### DESCRIPTION OF THE TASK:
Scan the lines below for the word "powi". Copy each line you find it in.

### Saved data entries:
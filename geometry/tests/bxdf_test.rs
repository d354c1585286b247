use geometry::bxdf::{self, BxDF, Omega, BXDF};
use math::float::linspace;
use math::hcm::{spherical_direction, Vec3};
use math::prob::Prob;
use radiometry::color::Color;
use rand::rngs::StdRng;
use rand::{Rng, SeedableRng};
use std::f32::consts::{FRAC_PI_2, PI};

fn f32_close(a: f32, b: f32) -> bool {
    b / a > 0.999 && b / a < 1.001
}

#[test]
fn local_trigonometry_test() {
    let w = Omega::new(0.64, 0.48, 0.6);
    assert!(f32_close(w.cos_theta(), 0.6));
    assert!(f32_close(w.cos2_theta(), 0.36));
    assert!(f32_close(w.sin2_theta(), 0.64));
    assert!(f32_close(w.sin_theta(), 0.8));
    assert!(f32_close(w.tan2_theta(), 0.64 / 0.36));
    assert!(f32_close(w.cos_phi(), 0.8));
    assert!(f32_close(w.sin_phi(), 0.6));
    assert!(f32_close(w.cos2_phi(), 0.64), "actual value = {}", w.cos2_phi());
    assert!(f32_close(w.sin2_phi(), 0.36), "actual value = {}", w.sin2_phi());

    let pole = Omega::normal();
    assert_eq!(pole.cos_phi(), 1.0);
    assert_eq!(pole.sin_phi(), 0.0);
}

#[test]
fn fresnel_test() {
    let glass = bxdf::Fresnel::dielectric(1.0, 2.0);
    let invert_glass = bxdf::Fresnel::dielectric(2.0, 1.0);

    let cos_thetas = [0.3f32, 0.9];
    let expected_forward_values = [0.26872247f32, 0.112083375];
    let expected_inverted_values = [1.0f32, 0.1645631];
    for i in 0..cos_thetas.len() {
        let cos_theta_i = cos_thetas[i];
        let actual_forward_value = glass.refl_coeff(cos_theta_i);
        let actual_inverted_value = invert_glass.refl_coeff(cos_theta_i);
        assert!((actual_forward_value - expected_forward_values[i]).abs() < 1e-5);
        assert!((actual_inverted_value - expected_inverted_values[i]).abs() < 1e-5);

        assert_eq!(actual_forward_value, invert_glass.refl_coeff(-cos_theta_i));
        assert_eq!(actual_inverted_value, glass.refl_coeff(-cos_theta_i));
    }
    assert_eq!(bxdf::Fresnel::Nop.refl_coeff(0.3), 1.0);
}

#[test]
fn specular_refl_test() {
    let mirror = bxdf::SpecularReflection::new(Color::white(), bxdf::Fresnel::Nop);
    let wo = Omega::new(0.8, 0.0, 0.6);
    let (bsdf_value, wi, pdf) = mirror.sample(wo, (0.3, 0.4, 0.5));
    assert_eq!(wi.x(), -0.8);
    assert_eq!(wi.y(), -0.0);
    assert_eq!(wi.z(), 0.6);
    assert_eq!(pdf, Prob::Mass(1.0));
    assert!(f32_close(bsdf_value.r, 1.0 / 0.6));
    assert!(mirror.eval(wo, wi).is_black());
    assert_eq!(mirror.pdf(wo, wi), 0.0);
    assert!(mirror.get_type().is_specular());

    let grazing = mirror.sample(Omega::new(1.0, 0.0, 0.0), (0.5, 0.5, 0.5));
    assert!(grazing.0.is_black());
}

#[test]
fn fresnel_specular_test() {
    let glass = bxdf::FresnelSpecular::new(Color::white(), Color::white(), 1.0, 2.0);
    let wo = Omega::new(0.8, 0.0, 0.6);
    let refl_coeff = bxdf::Fresnel::dielectric(1.0, 2.0).refl_coeff(0.6);

    let (f, wi, pr) = glass.sample(wo, (0.0, 0.5, 0.5));
    assert_eq!(wi, wo.reflected());
    assert_eq!(pr, Prob::Mass(refl_coeff));
    assert!(f32_close(f.g * 0.6 / pr.mass(), 1.0));

    let (f, wi, pr) = glass.sample(wo, (0.999, 0.5, 0.5));
    // Snell's law: sin_t = sin_i / 2.
    assert!((wi.x() + 0.4).abs() < 1e-5, "wi = {}", wi);
    assert!(wi.y().abs() < 1e-6);
    assert!((wi.z() + 0.84f32.sqrt()).abs() < 1e-5, "wi = {}", wi);
    assert_eq!(pr, Prob::Mass(1.0 - refl_coeff));
    // No radiance scaling: throughput weight is exactly the albedo.
    assert!(f32_close(f.b * wi.cos_theta().abs() / pr.mass(), 1.0));

    // Total internal reflection from the inside always picks the reflective lobe.
    let wo_inside = Omega::normalize(0.9, 0.0, -0.3);
    let (_, wi, pr) = glass.sample(wo_inside, (0.99, 0.5, 0.5));
    assert_eq!(pr, Prob::Mass(1.0));
    assert!(wi.z() < 0.0);
}

#[test]
fn diffuse_refl_test() {
    let albedo = Color::new(0.2, 0.5, 0.9);
    let matte = BXDF::from(bxdf::LambertianReflection::new(albedo));
    assert!(!matte.get_type().is_specular());

    let pdf_hemisphere_integral = riemann_integral_pdf(&matte, Omega::new(0.48, 0.64, 0.6));
    assert!(
        (pdf_hemisphere_integral - 1.0).abs() < 1e-3,
        "Hemisphere pdf doesn't integrate to 1.0 ({} instead)",
        pdf_hemisphere_integral
    );

    let mc_rho = montecarlo_integrate_rho(&matte, Omega::normalize(0.2, -0.1, 0.9), 800);
    assert!(
        color_is_close(albedo, mc_rho),
        "Monte-carlo integrated rho doesn't euqal to albedo: {} vs {}",
        albedo,
        mc_rho
    );

    // Lambertian surfaces reflect on whichever side the outgoing direction is.
    let below = Omega::normalize(0.2, -0.1, -0.9);
    let (_, wi, pr) = matte.sample(below, (0.3, 0.7, 0.0));
    assert!(wi.z() < 0.0);
    assert!(pr.density() > 0.0);
    assert!(matte.eval(below, Omega::normal()).is_black());
}

#[test]
fn rough_dielectric_pdf_integral() {
    for (roughness, wo) in [
        (0.5, Omega::normalize(0.3, 0.2, 0.9)),
        (0.7, Omega::normalize(-0.5, 0.1, 0.4)),
        (0.6, Omega::normalize(0.2, 0.3, -0.8)),
    ] {
        let glass = BXDF::from(bxdf::RoughDielectric::new(
            Color::white(),
            Color::white(),
            1.0,
            1.5,
            roughness,
        ));
        let integral = riemann_integral_pdf(&glass, wo);
        assert!(
            integral > 0.85 && integral < 1.01,
            "roughness {}: pdf integral = {}",
            roughness,
            integral
        );
    }
}

#[test]
fn rough_dielectric_consistency() {
    let glass = bxdf::RoughDielectric::new(Color::white(), Color::white(), 1.0, 1.5, 0.5);
    let mut rng = StdRng::seed_from_u64(7);
    for wo in [Omega::normalize(0.3, 0.2, 0.9), Omega::normalize(0.1, -0.2, -0.9)] {
        let mut num_transmit = 0;
        for _ in 0..2000 {
            let (f, wi, pr) = glass.sample(wo, rng.gen());
            if !pr.is_positive() {
                continue;
            }
            assert!(pr.is_density());
            assert!(!wi.0.has_nan());
            assert!((wi.0.norm() - 1.0).abs() < 1e-3);
            if !wi.same_hemisphere(wo) {
                num_transmit += 1;
            }
            let eval = glass.eval(wo, wi);
            let pdf = glass.pdf(wo, wi);
            assert!((eval.r - f.r).abs() <= 1e-4 * f.r.max(1.0));
            assert!((pdf - pr.density()).abs() <= 1e-4 * pdf.max(1.0));
        }
        // Transmission dominates for a dielectric seen at moderate angles.
        assert!(num_transmit > 1200, "only {} transmissions", num_transmit);
    }

    // Tangent directions are degenerate.
    let tangent = Omega::new(1.0, 0.0, 0.0);
    assert_eq!(glass.pdf(tangent, Omega::normal()), 0.0);
    assert!(glass.eval(Omega::normal(), tangent).is_black());
}

#[test]
fn rough_dielectric_albedo() {
    let glass = BXDF::from(bxdf::RoughDielectric::new(
        Color::white(),
        Color::white(),
        1.0,
        1.5,
        0.4,
    ));
    for wo in [Omega::normalize(0.1, 0.2, 0.9), Omega::normalize(0.1, 0.3, -0.7)] {
        let rho = montecarlo_integrate_rho(&glass, wo, 20000);
        assert!(rho.g > 0.85 && rho.g < 1.001, "albedo = {}", rho);
    }
}

/// Compares the histogram of sampled directions with the pdf integrated over each cell, with
/// cells laid out uniformly in (cos_theta, phi) over the entire sphere.
#[test]
fn rough_dielectric_chi_square() {
    const COS_BINS: usize = 10;
    const PHI_BINS: usize = 20;
    const SUBDIV: usize = 16;
    const SAMPLES: usize = 200_000;

    let glass = bxdf::RoughDielectric::new(Color::white(), Color::white(), 1.0, 1.5, 0.7);
    let bin_of = |w: Omega| {
        let cos_bin = (((w.z() + 1.0) * 0.5 * COS_BINS as f32) as usize).min(COS_BINS - 1);
        let phi = w.y().atan2(w.x()).rem_euclid(2.0 * PI);
        let phi_bin = ((phi / (2.0 * PI) * PHI_BINS as f32) as usize).min(PHI_BINS - 1);
        cos_bin * PHI_BINS + phi_bin
    };

    let mut rng = StdRng::seed_from_u64(1234);
    for wo in [Omega::normalize(0.4, 0.1, 0.8), Omega::normalize(-0.2, 0.3, -0.7)] {
        let mut observed = vec![0.0f64; COS_BINS * PHI_BINS];
        for _ in 0..SAMPLES {
            let (_, wi, pr) = glass.sample(wo, rng.gen());
            if pr.is_positive() {
                observed[bin_of(wi)] += 1.0;
            }
        }

        let d_cos = 2.0 / (COS_BINS * SUBDIV) as f32;
        let d_phi = 2.0 * PI / (PHI_BINS * SUBDIV) as f32;
        let mut expected = vec![0.0f64; COS_BINS * PHI_BINS];
        for i in 0..COS_BINS * SUBDIV {
            let cos_theta = -1.0 + (i as f32 + 0.5) * d_cos;
            let sin_theta = (1.0 - cos_theta * cos_theta).sqrt();
            for j in 0..PHI_BINS * SUBDIV {
                let phi = (j as f32 + 0.5) * d_phi;
                let wi = Omega(spherical_direction(sin_theta, cos_theta, phi));
                let pdf = glass.pdf(wo, wi) as f64;
                expected[(i / SUBDIV) * PHI_BINS + j / SUBDIV] +=
                    pdf * (d_cos * d_phi) as f64 * SAMPLES as f64;
            }
        }

        let (mut chi2, mut dof) = (0.0f64, 0);
        let (mut pooled_obs, mut pooled_exp) = (0.0f64, 0.0f64);
        for (obs, exp) in observed.iter().zip(expected.iter()) {
            if *exp < 5.0 {
                pooled_obs += obs;
                pooled_exp += exp;
            } else {
                chi2 += (obs - exp).powi(2) / exp;
                dof += 1;
            }
        }
        if pooled_exp >= 5.0 {
            chi2 += (pooled_obs - pooled_exp).powi(2) / pooled_exp;
            dof += 1;
        }
        assert!(dof > 20, "too few populated cells: {}", dof);
        // Generous bound: mean of chi-square is dof, standard deviation sqrt(2 dof).
        let bound = dof as f64 + 5.0 * (2.0 * dof as f64).sqrt();
        assert!(chi2 < bound, "chi2 = {}, dof = {}, wo = {}", chi2, dof, wo);
    }
}

// Utility functions.
// ----------------------------------------------------------------------------

fn color_is_close(c0: Color, c1: Color) -> bool {
    let v0 = Vec3::new(c0.r, c0.g, c0.b);
    let v1 = Vec3::new(c1.r, c1.g, c1.b);
    if v0.is_zero() || v1.is_zero() {
        (v0 - v1).norm_squared() < 1e-6
    } else {
        let longer_length = v0.norm_squared().max(v1.norm_squared());
        (v0 - v1).norm_squared() / longer_length < 1e-3
    }
}

/// Integrates `pdf(wo, wi)` over the whole sphere of `wi`.
fn riemann_integral_pdf(bsdf: &BXDF, wo: Omega) -> f32 {
    let mut pdf_integral = 0.0;
    const N: i32 = 200;
    let (thetas, d_theta) = linspace((0.0, PI), N);
    let (phis, d_phi) = linspace((0.0, PI * 2.0), N * 2);
    for theta in thetas.into_iter() {
        for phi in phis.iter().copied() {
            let (sin_theta, cos_theta) = theta.sin_cos();
            let wi = Omega(spherical_direction(sin_theta, cos_theta, phi));
            pdf_integral += bsdf.pdf(wo, wi) * sin_theta * d_theta * d_phi;
        }
    }
    debug_assert!(d_theta < FRAC_PI_2);
    pdf_integral
}

fn montecarlo_integrate_rho(bsdf: &BXDF, wo: Omega, trials: usize) -> Color {
    let mut rng = StdRng::seed_from_u64(trials as u64);
    (1.0 / trials as f32)
        * (0..trials)
            .map(|_| {
                let (bsdf_value, wi, pr) = bsdf.sample(wo, rng.gen());
                assert!(!wi.0.has_nan());
                match pr {
                    Prob::Density(pdf) if pdf > 0.0 => bsdf_value * wi.cos_theta().abs() / pdf,
                    Prob::Density(_) => Color::black(),
                    Prob::Mass(_) => panic!("smooth bxdf returned a probability mass"),
                }
            })
            .fold(Color::black(), |c0, c1| c0 + c1)
}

### TASK OUTPUT:
                chi2 += (obs - exp).powi(2) / exp;
            chi2 += (pooled_obs - pooled_exp).powi(2) / pooled_exp;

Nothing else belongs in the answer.